The ultimate cause is not in our laws. Naturally

to the Revolutionary Social Democrat, who is not profound enough to see that the existing relations of society are the outcome and product of national character, these relations are the cause of all evils, including the defective standard of human virtue; and he clamours for a social and political revolution, as if that would alter human nature. It is not our morality, or want of morality," says the latest and most systematic exponent of modern Revolutionary Socialism, "which makes our economic relations what they are, but our economic system which makes our morality what it is." This is but a superficial philosophy.

The causes lie deeper than this-in human nature, and its lusts and passions, in the meanness, the selfishness, the untrustworthiness, the ungodliness of men and women, and our resulting national habits as seen in London, West and East. These causes, stamped on the race by the terrible law of heredity, can be but slowly affected, and that only by a still mightier power-the Holy Spirit of God, inspiring men and women with Christ-like devotion and love to their Master and their brethren.
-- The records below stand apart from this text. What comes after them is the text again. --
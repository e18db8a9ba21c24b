//! `PostgreSQL` implementation of the `OrderRepository` trait.

use async_trait::async_trait;
use chrono::{DateTime, Utc};
use sqlx::migrate::MigrateError;
use sqlx::{FromRow, PgConnection, PgPool};
use tracing::debug;

use orderflow_core::error::DomainError;
use orderflow_core::order::{Delivery, Item, Order, Payment};
use orderflow_core::repository::OrderRepository;

/// Writes a whole aggregate in one statement: the parent rows are upserted,
/// items are upserted by position from parallel arrays, and item rows past the
/// new item count are removed. The sub-statements touch disjoint rows.
const SAVE_ORDER: &str = r"
WITH upsert_order AS (
    INSERT INTO orders (
        order_uid, track_number, entry, locale, internal_signature, customer_id,
        delivery_service, shardkey, sm_id, date_created, oof_shard
    ) VALUES ($1, $2, $3, $4, $5, $6, $7, $8, $9, $10, $11)
    ON CONFLICT (order_uid) DO UPDATE SET
        track_number       = EXCLUDED.track_number,
        entry              = EXCLUDED.entry,
        locale             = EXCLUDED.locale,
        internal_signature = EXCLUDED.internal_signature,
        customer_id        = EXCLUDED.customer_id,
        delivery_service   = EXCLUDED.delivery_service,
        shardkey           = EXCLUDED.shardkey,
        sm_id              = EXCLUDED.sm_id,
        date_created       = EXCLUDED.date_created,
        oof_shard          = EXCLUDED.oof_shard
),
upsert_delivery AS (
    INSERT INTO delivery (order_uid, name, phone, zip, city, address, region, email)
    VALUES ($1, $12, $13, $14, $15, $16, $17, $18)
    ON CONFLICT (order_uid) DO UPDATE SET
        name    = EXCLUDED.name,
        phone   = EXCLUDED.phone,
        zip     = EXCLUDED.zip,
        city    = EXCLUDED.city,
        address = EXCLUDED.address,
        region  = EXCLUDED.region,
        email   = EXCLUDED.email
),
upsert_payment AS (
    INSERT INTO payment (
        order_uid, transaction, request_id, currency, provider, amount,
        payment_dt, bank, delivery_cost, goods_total, custom_fee
    ) VALUES ($1, $19, $20, $21, $22, $23, $24, $25, $26, $27, $28)
    ON CONFLICT (order_uid) DO UPDATE SET
        transaction   = EXCLUDED.transaction,
        request_id    = EXCLUDED.request_id,
        currency      = EXCLUDED.currency,
        provider      = EXCLUDED.provider,
        amount        = EXCLUDED.amount,
        payment_dt    = EXCLUDED.payment_dt,
        bank          = EXCLUDED.bank,
        delivery_cost = EXCLUDED.delivery_cost,
        goods_total   = EXCLUDED.goods_total,
        custom_fee    = EXCLUDED.custom_fee
),
trim_items AS (
    DELETE FROM item
    WHERE order_uid = $1 AND position >= cardinality($29::bigint[])
)
INSERT INTO item (
    order_uid, position, chrt_id, track_number, price, rid, name, sale, size,
    total_price, nm_id, brand, status
)
SELECT
    $1, (i.ordinality - 1)::integer, i.chrt_id, i.track_number, i.price, i.rid,
    i.name, i.sale, i.size, i.total_price, i.nm_id, i.brand, i.status
FROM UNNEST(
    $29::bigint[], $30::text[], $31::bigint[], $32::text[], $33::text[],
    $34::integer[], $35::text[], $36::bigint[], $37::bigint[], $38::text[],
    $39::bigint[]
) WITH ORDINALITY AS i (
    chrt_id, track_number, price, rid, name, sale, size, total_price, nm_id,
    brand, status, ordinality
)
ON CONFLICT (order_uid, position) DO UPDATE SET
    chrt_id      = EXCLUDED.chrt_id,
    track_number = EXCLUDED.track_number,
    price        = EXCLUDED.price,
    rid          = EXCLUDED.rid,
    name         = EXCLUDED.name,
    sale         = EXCLUDED.sale,
    size         = EXCLUDED.size,
    total_price  = EXCLUDED.total_price,
    nm_id        = EXCLUDED.nm_id,
    brand        = EXCLUDED.brand,
    status       = EXCLUDED.status
";

const SELECT_ORDERS: &str = r"
SELECT
    o.order_uid, o.track_number, o.entry, o.locale, o.internal_signature,
    o.customer_id, o.delivery_service, o.shardkey, o.sm_id, o.date_created,
    o.oof_shard,
    d.name AS delivery_name, d.phone, d.zip, d.city, d.address, d.region, d.email,
    p.transaction, p.request_id, p.currency, p.provider, p.amount, p.payment_dt,
    p.bank, p.delivery_cost, p.goods_total, p.custom_fee
FROM orders o
JOIN delivery d ON d.order_uid = o.order_uid
JOIN payment p ON p.order_uid = o.order_uid
ORDER BY o.order_uid
";

const SELECT_ITEMS: &str = r"
SELECT chrt_id, track_number, price, rid, name, sale, size, total_price, nm_id, brand, status
FROM item
WHERE order_uid = $1
ORDER BY position
";

/// One row of the orders/delivery/payment join.
#[derive(Debug, FromRow)]
struct OrderRow {
    order_uid: String,
    track_number: String,
    entry: String,
    locale: String,
    internal_signature: String,
    customer_id: String,
    delivery_service: String,
    shardkey: String,
    sm_id: i64,
    date_created: DateTime<Utc>,
    oof_shard: String,
    delivery_name: String,
    phone: String,
    zip: String,
    city: String,
    address: String,
    region: String,
    email: String,
    transaction: String,
    request_id: String,
    currency: String,
    provider: String,
    amount: i64,
    payment_dt: i64,
    bank: String,
    delivery_cost: i64,
    goods_total: i64,
    custom_fee: i64,
}

impl OrderRow {
    fn into_order(self, items: Vec<Item>) -> Order {
        Order {
            order_uid: self.order_uid,
            track_number: self.track_number,
            entry: self.entry,
            delivery: Delivery {
                name: self.delivery_name,
                phone: self.phone,
                zip: self.zip,
                city: self.city,
                address: self.address,
                region: self.region,
                email: self.email,
            },
            payment: Payment {
                transaction: self.transaction,
                request_id: self.request_id,
                currency: self.currency,
                provider: self.provider,
                amount: self.amount,
                payment_dt: self.payment_dt,
                bank: self.bank,
                delivery_cost: self.delivery_cost,
                goods_total: self.goods_total,
                custom_fee: self.custom_fee,
            },
            items,
            locale: self.locale,
            internal_signature: self.internal_signature,
            customer_id: self.customer_id,
            delivery_service: self.delivery_service,
            shardkey: self.shardkey,
            sm_id: self.sm_id,
            date_created: self.date_created,
            oof_shard: self.oof_shard,
        }
    }
}

#[derive(Debug, FromRow)]
struct ItemRow {
    chrt_id: i64,
    track_number: String,
    price: i64,
    rid: String,
    name: String,
    sale: i32,
    size: String,
    total_price: i64,
    nm_id: i64,
    brand: String,
    status: i64,
}

impl From<ItemRow> for Item {
    fn from(row: ItemRow) -> Self {
        Self {
            chrt_id: row.chrt_id,
            track_number: row.track_number,
            price: row.price,
            rid: row.rid,
            name: row.name,
            sale: row.sale,
            size: row.size,
            total_price: row.total_price,
            nm_id: row.nm_id,
            brand: row.brand,
            status: row.status,
        }
    }
}

/// Item fields as parallel arrays, bound as one array parameter per column.
#[derive(Default)]
struct ItemColumns<'a> {
    chrt_id: Vec<i64>,
    track_number: Vec<&'a str>,
    price: Vec<i64>,
    rid: Vec<&'a str>,
    name: Vec<&'a str>,
    sale: Vec<i32>,
    size: Vec<&'a str>,
    total_price: Vec<i64>,
    nm_id: Vec<i64>,
    brand: Vec<&'a str>,
    status: Vec<i64>,
}

impl<'a> FromIterator<&'a Item> for ItemColumns<'a> {
    fn from_iter<I: IntoIterator<Item = &'a Item>>(items: I) -> Self {
        let mut columns = Self::default();
        for item in items {
            columns.chrt_id.push(item.chrt_id);
            columns.track_number.push(&item.track_number);
            columns.price.push(item.price);
            columns.rid.push(&item.rid);
            columns.name.push(&item.name);
            columns.sale.push(item.sale);
            columns.size.push(&item.size);
            columns.total_price.push(item.total_price);
            columns.nm_id.push(item.nm_id);
            columns.brand.push(&item.brand);
            columns.status.push(item.status);
        }
        columns
    }
}

fn infrastructure(context: &'static str) -> impl FnOnce(sqlx::Error) -> DomainError {
    move |e| DomainError::Infrastructure(format!("{context}: {e}"))
}

/// PostgreSQL-backed order repository.
///
/// A save is a single statement, so the whole aggregate commits or nothing
/// does. Item count does not change the number of bind parameters.
#[derive(Debug, Clone)]
pub struct PgOrderRepository {
    pool: PgPool,
}

impl PgOrderRepository {
    /// Creates a new `PgOrderRepository`.
    #[must_use]
    pub fn new(pool: PgPool) -> Self {
        Self { pool }
    }

    /// Applies the bundled schema migrations.
    ///
    /// # Errors
    ///
    /// Returns `MigrateError` if a migration fails to apply.
    pub async fn migrate(&self) -> Result<(), MigrateError> {
        sqlx::migrate!("../../migrations").run(&self.pool).await
    }

    async fn load_items(conn: &mut PgConnection, order_uid: &str) -> Result<Vec<Item>, DomainError> {
        let rows = sqlx::query_as::<_, ItemRow>(SELECT_ITEMS)
            .bind(order_uid)
            .fetch_all(&mut *conn)
            .await
            .map_err(infrastructure("item load failed"))?;
        Ok(rows.into_iter().map(Item::from).collect())
    }
}

#[async_trait]
impl OrderRepository for PgOrderRepository {
    async fn save_order(&self, order: &Order) -> Result<(), DomainError> {
        let delivery = &order.delivery;
        let payment = &order.payment;
        let items: ItemColumns<'_> = order.items.iter().collect();

        sqlx::query(SAVE_ORDER)
            .bind(&order.order_uid)
            .bind(&order.track_number)
            .bind(&order.entry)
            .bind(&order.locale)
            .bind(&order.internal_signature)
            .bind(&order.customer_id)
            .bind(&order.delivery_service)
            .bind(&order.shardkey)
            .bind(order.sm_id)
            .bind(order.date_created)
            .bind(&order.oof_shard)
            .bind(&delivery.name)
            .bind(&delivery.phone)
            .bind(&delivery.zip)
            .bind(&delivery.city)
            .bind(&delivery.address)
            .bind(&delivery.region)
            .bind(&delivery.email)
            .bind(&payment.transaction)
            .bind(&payment.request_id)
            .bind(&payment.currency)
            .bind(&payment.provider)
            .bind(payment.amount)
            .bind(payment.payment_dt)
            .bind(&payment.bank)
            .bind(payment.delivery_cost)
            .bind(payment.goods_total)
            .bind(payment.custom_fee)
            .bind(items.chrt_id)
            .bind(items.track_number)
            .bind(items.price)
            .bind(items.rid)
            .bind(items.name)
            .bind(items.sale)
            .bind(items.size)
            .bind(items.total_price)
            .bind(items.nm_id)
            .bind(items.brand)
            .bind(items.status)
            .execute(&self.pool)
            .await
            .map_err(infrastructure("order write failed"))?;

        debug!(order_uid = %order.order_uid, items = order.items.len(), "order committed");
        Ok(())
    }

    async fn load_orders(&self) -> Result<Vec<Order>, DomainError> {
        let mut tx = self
            .pool
            .begin()
            .await
            .map_err(infrastructure("transaction start failed"))?;

        // One snapshot for the join and every item query.
        sqlx::query("SET TRANSACTION ISOLATION LEVEL REPEATABLE READ, READ ONLY")
            .execute(&mut *tx)
            .await
            .map_err(infrastructure("snapshot setup failed"))?;

        let rows = sqlx::query_as::<_, OrderRow>(SELECT_ORDERS)
            .fetch_all(&mut *tx)
            .await
            .map_err(infrastructure("order load failed"))?;

        let mut orders = Vec::with_capacity(rows.len());
        for row in rows {
            let items = Self::load_items(&mut tx, &row.order_uid).await?;
            orders.push(row.into_order(items));
        }

        tx.commit()
            .await
            .map_err(infrastructure("transaction commit failed"))?;

        Ok(orders)
    }
}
For this power

can affect human nature itself can transform national character; and this is the root of the whole matter. This alone will make men fit to live under better laws. Of course the Christian Church takes as its ideal a Christian Socialism, in which all reap the fruit of their labour, and all labour for the good of others, as well as for themselves. Of course the Christian Church looks with hopefulness on co-operation as a training in virtue and brotherhood, and as a step towards a higher society. But it knows very well that the obstacle to co-operation is the lack of

national virtue, of common honesty, prudence, temperance, brotherliness; and that as national virtue grows it will register itself in national institutions and national happiness.

You may remember that John Wesley regarded at one time with much alarm the increasing prosperity of the poorer members of the Methodist Churches. He feared that it showed too great an attention to their worldly interests. It did not occur to him at first that prosperity is the natural result of the selfdenying care for their own families, the temperance, the self-respect, that are the Gospel's first practical lesson. What more practical, more convincing comment can be made on my text, "Seek ye first the kingdom of God, and his righteousness; and all these things shall be added unto you "?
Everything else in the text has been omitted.